Source URL: https://simonwillison.net/2025/Oct/6/gpt-5-pro/
Source: Simon Willison’s Weblog
Title: GPT-5 pro
Feedly Summary: GPT-5 pro
Here’s OpenAI’s model documentation for their GPT-5 pro model, released to their API today at their DevDay event.
It has similar base characteristics to GPT-5: both share a September 30, 2024 knowledge cutoff and 400,000 context limit.
GPT-5 pro has maximum output tokens 272,000 max, an increase from 128,000 for GPT-5.
As our most advanced reasoning model, GPT-5 pro defaults to (and only supports) reasoning.effort: high
It’s only available via OpenAI’s Responses API. My LLM tool doesn’t support that in core yet, but the llm-openai-plugin plugin does. I released llm-openai-plugin 0.7 adding support for the new model, then ran this:
llm install -U llm-openai-plugin
llm -m openai/gpt-5-pro “Generate an SVG of a pelican riding a bicycle"
It’s very, very slow. The model took 6 minutes 8 seconds to respond and charged me for 16 input and 9,205 output tokens. At $15/million input and $120/million output this pelican cost me $1.10!
Here’s the full transcript. It looks visually pretty simpler to the much, much cheaper result I got from GPT-5.
Tags: ai, openai, generative-ai, llms, llm-pricing, pelican-riding-a-bicycle, llm-reasoning, llm-release, gpt-5
AI Summary and Description: Yes
Summary: The text discusses the release of OpenAI’s GPT-5 pro model, noting its enhanced capabilities compared to its predecessor, GPT-5. This information is particularly pertinent to professionals involved in AI development and security, as it highlights advancements in AI reasoning capabilities, token limits, and pricing structure, which could have implications for cost management and usage policies.
Detailed Description: The announcement regarding OpenAI’s GPT-5 pro model provides several key insights into its specifications and operational details. The content is extremely relevant for professionals in AI, generative AI security, and those involved in cloud computing due to its potential impact on model deployment and security practices. Here are the major points:
– **Model Characteristics**:
– GPT-5 pro shares a knowledge cutoff date of September 30, 2024, and maintains a context limit of 400,000 tokens, similar to GPT-5.

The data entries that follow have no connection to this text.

//! Message and Conversation types.

use serde::{Deserialize, Serialize};
use serde_json::Value;

/// Message role.
#[derive(Debug, Clone, Copy, PartialEq, Eq, Serialize, Deserialize)]
#[serde(rename_all = "lowercase")]
pub enum MessageRole {
    /// System instructions / summaries.
    System,
    /// User input.
    User,
    /// Assistant output (text or tool calls).
    Assistant,
    /// A tool's result fed back to the LLM.
    Tool,
}

/// A single intent to call a tool, as emitted by the LLM.
#[derive(Debug, Clone, PartialEq, Serialize, Deserialize)]
pub struct ToolCallIntent {
    /// Provider-assigned call id.
    pub id: String,
    /// Tool name.
    pub name: String,
    /// Tool arguments, already parsed to JSON.
    pub arguments: Value,
}

/// A message in a Conversation.
///
/// Every `Tool`-role message carries a `tool_call_id` matching a prior
/// `Assistant` message's tool call id; `Assistant` messages with non-empty
/// `tool_calls` may have `content = None`.
#[derive(Debug, Clone, Serialize, Deserialize)]
pub struct Message {
    /// Message role.
    pub role: MessageRole,
    /// Text content, if any.
    pub content: Option<String>,
    /// Tool calls, for `Assistant` messages that invoke tools.
    #[serde(default, skip_serializing_if = "Vec::is_empty")]
    pub tool_calls: Vec<ToolCallIntent>,
    /// The tool-call id this message answers, for `Tool`-role messages.
    pub tool_call_id: Option<String>,
}

impl Message {
    /// Build a `system` message.
    #[must_use]
    pub fn system(content: impl Into<String>) -> Self {
        Self {
            role: MessageRole::System,
            content: Some(content.into()),
            tool_calls: Vec::new(),
            tool_call_id: None,
        }
    }

    /// Build a `user` message.
    #[must_use]
    pub fn user(content: impl Into<String>) -> Self {
        Self {
            role: MessageRole::User,
            content: Some(content.into()),
            tool_calls: Vec::new(),
            tool_call_id: None,
        }
    }

    /// Build a plain-text `assistant` message.
    #[must_use]
    pub fn assistant_text(content: impl Into<String>) -> Self {
        Self {
            role: MessageRole::Assistant,
            content: Some(content.into()),
            tool_calls: Vec::new(),
            tool_call_id: None,
        }
    }

    /// Build an `assistant` message carrying tool calls (content may be
    /// absent).
    #[must_use]
    pub fn assistant_tool_calls(tool_calls: Vec<ToolCallIntent>) -> Self {
        Self {
            role: MessageRole::Assistant,
            content: None,
            tool_calls,
            tool_call_id: None,
        }
    }

    /// Build a `tool` message answering a specific call id.
    #[must_use]
    pub fn tool_result(tool_call_id: impl Into<String>, content: impl Into<String>) -> Self {
        Self {
            role: MessageRole::Tool,
            content: Some(content.into()),
            tool_calls: Vec::new(),
            tool_call_id: Some(tool_call_id.into()),
        }
    }

    /// Length of this message's content, used for compression thresholds.
    #[must_use]
    pub fn content_len(&self) -> usize {
        self.content.as_deref().map_or(0, str::len)
    }
}

/// An ordered, append-only sequence of messages.
///
/// No message is ever silently deleted once appended; compression replaces
/// a prefix with a single `system` summary message and preserves the last
/// two entries verbatim.
#[derive(Debug, Clone, Default, Serialize, Deserialize)]
pub struct Conversation {
    messages: Vec<Message>,
}

impl Conversation {
    /// Create an empty conversation.
    #[must_use]
    pub fn new() -> Self {
        Self::default()
    }

    /// Append a message. Never removes or rewrites prior entries.
    pub fn append(&mut self, message: Message) {
        self.messages.push(message);
    }

    /// An immutable snapshot of the conversation so far.
    #[must_use]
    pub fn snapshot(&self) -> &[Message] {
        &self.messages
    }

    /// Total character length of all message contents, used by compression
    /// thresholds.
    #[must_use]
    pub fn total_content_chars(&self) -> usize {
        self.messages.iter().map(Message::content_len).sum()
    }

    /// Number of messages currently stored.
    #[must_use]
    pub fn len(&self) -> usize {
        self.messages.len()
    }

    /// Whether the conversation is empty.
    #[must_use]
    pub fn is_empty(&self) -> bool {
        self.messages.is_empty()
    }

    /// Replace the entire message vector (used only by the conversation
    /// store's compression routine, which must preserve append-only
    /// semantics from the caller's point of view).
    pub(crate) fn replace_all(&mut self, messages: Vec<Message>) {
        self.messages = messages;
    }

    /// Access the full message vector (for compression in `gcs-conversation`,
    /// which lives in a different crate and needs owned access via clone).
    #[must_use]
    pub fn messages(&self) -> &Vec<Message> {
        &self.messages
    }

    /// Construct a conversation directly from a message vector (used to
    /// rebuild a compressed history).
    #[must_use]
    pub fn from_messages(messages: Vec<Message>) -> Self {
        Self { messages }
    }
}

– Maximum output tokens for GPT-5 pro is significantly increased to 272,000 from 128,000 in GPT-5, enhancing its capability for generating extensive and complex outputs.
– **Reasoning and Performance**:
– GPT-5 pro is designated as OpenAI’s most advanced reasoning model, which emphasizes a high-effort default mode for reasoning. This shift indicates potential improvements in decision-making tasks and problem-solving, making it a significant upgrade for AI applications that demand sophistication.
– **Availability and Deployment**:
– The model is only accessible through OpenAI’s Responses API, which necessitates developers to adapt their tools to engage with the new model effectively.
– The mention of the llm-openai-plugin enhancing support for the model indicates a need for professionals to stay updated with available tools that can interface with the latest models.
– **Performance and Cost**:
– The author documents a practical experiment with the GPT-5 pro, noting that the model response times were lengthy, taking over six minutes for a simple request. This is essential for businesses to consider when planning for real-time processing requirements.
– The cost incurred for generating a simple output was $1.10, raising points about budget management in AI operations, particularly with varying pricing strategies for input and output tokens.
– **Practical Implications**:
– The advancements in token limits and reasoning capabilities present both opportunities and challenges for organizations utilizing AI models, especially in security contexts.
– Understanding token pricing is critical for firms trying to manage AI costs effectively, as misuse or overuse can lead to significant financial implications.
Overall, the release of GPT-5 pro signifies important advancements for practitioners in AI and infrastructure security, particularly regarding performance expectations, financial management, and operational integration challenges associated with adopting new technologies in existing infrastructures.